Fees lose their sting

19th May 2000 at 01:00
A FEW weeks ago an Executive spokeswoman was complaining about a lack of publicity for the changes to student support. Changed days, for only a short time earlier ministers could not shake off the media and opposition parties in their pursuit of the tuition fees row. But, according to the Executive, the recent concession by which fourth-year students from south of the border at a Scottish university will not have to pay a fee went virtually unreported.

On Wednesday, the next stage of the restructuring of student support will be announced (page one). One by one the questions posed by the Cubie committee are to be answered in a consultation paper which seeks views on the detail and phasing in of the complex provisions, some of which, like the graduate endowment payments, will depend on legislation next session. The Deputy Minister for Enterprise and Lifelong Learning says no student will be poorer andmost will be better off. That assertion will be put to the arithmetic test, especially by the National Union of Students.

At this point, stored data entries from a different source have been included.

//! Trello HTTP client.
//!
//! Every request carries the `key` and `token` query parameters. Failures
//! are reported as `TransportError`s with the HTTP status and response body
//! when there is one.

use async_trait::async_trait;
use boardsync_core::{Board, Card, CardPatch, List, MutationApi, TransportError};
use reqwest::{Method, RequestBuilder};
use serde::de::DeserializeOwned;
use serde::Serialize;
use tracing::debug;

use crate::config::UpstreamConfig;

/// Trello REST client.
#[derive(Clone)]
pub struct TrelloClient {
    base_url: String,
    key: String,
    token: String,
    client: reqwest::Client,
}

/// Body of a card update. Only present fields are sent.
#[derive(Serialize, Default, Debug, PartialEq)]
#[serde(rename_all = "camelCase")]
struct CardUpdateBody<'a> {
    #[serde(skip_serializing_if = "Option::is_none")]
    name: Option<&'a str>,
    #[serde(skip_serializing_if = "Option::is_none")]
    desc: Option<&'a str>,
    #[serde(skip_serializing_if = "Option::is_none")]
    id_list: Option<&'a str>,
    #[serde(skip_serializing_if = "Option::is_none")]
    closed: Option<bool>,
}

#[derive(Serialize)]
#[serde(rename_all = "camelCase")]
struct CreateBoardBody<'a> {
    name: &'a str,
    default_lists: bool,
}

impl TrelloClient {
    pub fn new(config: &UpstreamConfig) -> Self {
        let client = reqwest::Client::builder()
            .timeout(config.timeout)
            .build()
            .unwrap_or_default();

        Self {
            base_url: config.base_url.trim_end_matches('/').to_string(),
            key: config.key.clone(),
            token: config.token.clone(),
            client,
        }
    }

    fn url(&self, path: &str) -> String {
        format!("{}/{}", self.base_url, path.trim_start_matches('/'))
    }

    fn request(&self, method: Method, path: &str) -> RequestBuilder {
        self.client
            .request(method, self.url(path))
            .query(&[("key", self.key.as_str()), ("token", self.token.as_str())])
    }

    async fn send<T: DeserializeOwned>(&self, operation: &str, request: RequestBuilder) -> Result<T, TransportError> {
        let response = request
            .send()
            .await
            .map_err(|e| TransportError::new(operation, e.to_string()))?;

        let status = response.status();
        if !status.is_success() {
            let body = response.text().await.unwrap_or_default();
            debug!(operation, status = status.as_u16(), "Upstream request failed");
            return Err(TransportError::with_status(operation, status.as_u16(), body));
        }

        response
            .json()
            .await
            .map_err(|e| TransportError::new(operation, format!("invalid response body: {e}")))
    }

    /// PUT a partial card body to `cards/{card_id}`.
    fn put_card(&self, card_id: &str, body: &CardUpdateBody<'_>) -> RequestBuilder {
        debug!(card_id, ?body, "Updating card");
        self.request(Method::PUT, &format!("cards/{card_id}")).json(body)
    }
}

#[async_trait]
impl MutationApi for TrelloClient {
    async fn create_card(&self, list_id: &str, name: &str, desc: Option<&str>) -> Result<Card, TransportError> {
        let mut request = self
            .request(Method::POST, "cards")
            .query(&[("idList", list_id), ("name", name)]);
        if let Some(desc) = desc {
            request = request.query(&[("desc", desc)]);
        }
        let card: Card = self.send("createCard", request).await?;
        debug!(card_id = %card.id, list_id, "Created card");
        Ok(card)
    }

    async fn update_card(&self, card_id: &str, fields: &CardPatch) -> Result<Card, TransportError> {
        let body = CardUpdateBody {
            name: fields.name.as_deref(),
            desc: fields.desc.as_deref(),
            ..CardUpdateBody::default()
        };
        self.send("updateCard", self.put_card(card_id, &body)).await
    }

    async fn move_card(&self, card_id: &str, to_list_id: &str) -> Result<Card, TransportError> {
        let body = CardUpdateBody {
            id_list: Some(to_list_id),
            ..CardUpdateBody::default()
        };
        self.send("moveCard", self.put_card(card_id, &body)).await
    }

    async fn archive_card(&self, card_id: &str) -> Result<(), TransportError> {
        let body = CardUpdateBody {
            closed: Some(true),
            ..CardUpdateBody::default()
        };
        let _: serde_json::Value = self.send("archiveCard", self.put_card(card_id, &body)).await?;
        Ok(())
    }

    async fn delete_card(&self, card_id: &str) -> Result<(), TransportError> {
        let request = self.request(Method::DELETE, &format!("cards/{card_id}"));
        let _: serde_json::Value = self.send("deleteCard", request).await?;
        Ok(())
    }

    async fn create_board(&self, name: &str, default_lists: bool) -> Result<Board, TransportError> {
        let request = self
            .request(Method::POST, "boards")
            .json(&CreateBoardBody { name, default_lists });
        self.send("createBoard", request).await
    }

    async fn fetch_boards(&self) -> Result<Vec<Board>, TransportError> {
        self.send("fetchBoards", self.request(Method::GET, "members/me/boards"))
            .await
    }

    async fn fetch_lists(&self, board_id: &str) -> Result<Vec<List>, TransportError> {
        let request = self.request(Method::GET, &format!("boards/{board_id}/lists"));
        self.send("fetchLists", request).await
    }

    async fn fetch_cards(&self, list_id: &str) -> Result<Vec<Card>, TransportError> {
        let request = self.request(Method::GET, &format!("lists/{list_id}/cards"));
        self.send("fetchCards", request).await
    }
}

However, ministers are more concerned with reasserting the advantages of higher and further education than with the nitty-gritty. Already applications for next session appear to be on the way up after the sticky years of tuition fees. There may be extra pressure on places this autumn as students realise they will face neither fees nor the eventual graduate repayments. Or some may hold back until they can enjoy the extra support available only from autumn 2001.

Further and higher education students will be put on the same basis. The aim is to make transition between the sectors more straightforward and to send out an equality message. But the contrast in student facilities between colleges and universities must make genuine parity of esteem a long-term aspiration.